Rugby ... the bite size version
I wonder if sevens rugby will ever overtake the fifteen-a-side game, especially with the success of rugby in the Commonwealth games and now has been admitted to the Olympics?
And will Malaysia be at a disadvantage as they do not operate with a full time, and completely separate, sevens squad?
In April 1989 a team mate passed me the ball.
This was a terrible mistake on several fronts but most especially for me as it was at the Hong Kong sevens tournament, it was live on TV, exhaustion had set in, and there were eighty metres to go.
You guessed it: I never made it!!
At that time, your honour, no doctor had diagnosed my asthma. That is my story and I am sticking to it.
Oh, but I grew up watching Waisele Serevi, Tomasi Cama, Eris Rush, and a host of others who could spring from one end of the pitch to the other with a hint of beauty about the way they played.
Seven-a-side rugby is perhaps the ultimate display of rugby, but, crucially, in bite-sized chunks.

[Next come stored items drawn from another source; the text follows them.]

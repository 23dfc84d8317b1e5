use super::*;

#[test]
fn display_prefixes_are_stable() {
    assert!(
        CaptionError::invalid_configuration("x")
            .to_string()
            .contains("invalid configuration:")
    );
    assert!(
        CaptionError::malformed_transcript("x")
            .to_string()
            .contains("malformed transcript:")
    );
    assert!(
        CaptionError::transcription("x")
            .to_string()
            .contains("transcription error:")
    );
    assert!(
        CaptionError::composite("x")
            .to_string()
            .contains("composite error:")
    );
    assert!(
        CaptionError::serde("x")
            .to_string()
            .contains("serialization error:")
    );
}

#[test]
fn other_preserves_source() {
    let base = std::io::Error::other("boom");
    let err = CaptionError::Other(anyhow::Error::new(base));
    assert!(err.to_string().contains("boom"));
}
pub(crate) mod color;
pub(crate) mod core;
pub(crate) mod error;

If you look at many of the world's sports, from darts to snooker and from gridiron to lacrosse, a great deal is made of shorter versions of the game.
Somehow, when we can Google anything from a recipe to a quote and get the answer within ten seconds, our attention spans get used to handling things that don't last long.
But here we are, 2 weeks after the Commonwealth games and teams like Malaysia, India, Sri Lanka and other more lowly ranked countries have rubbed shoulders (dislocatted for some) with the Kiwis, the Samoans and the Aussies.
Why, thank-you. (… for the bragging rights!)
Many may not agree, but I do happen to think that sevens should be used as the marketing tool for rugby.
Football dominates the world, and in football you and I can stick down four jerseys, grab and ball and some friends, and we have a game.
To play the full-sided version or rugby you need lineouts and scrums and you just can't create them in a padang, on a sunny day, with your mates.
But you can with sevens.
The biggest marketing trick rugby could play to expand its boundaries over the next six years leading up to Brazil (where rugby arrives at the Olympics) is to sell this game of ours by using the small-sided game without complications to a world public that would take it up.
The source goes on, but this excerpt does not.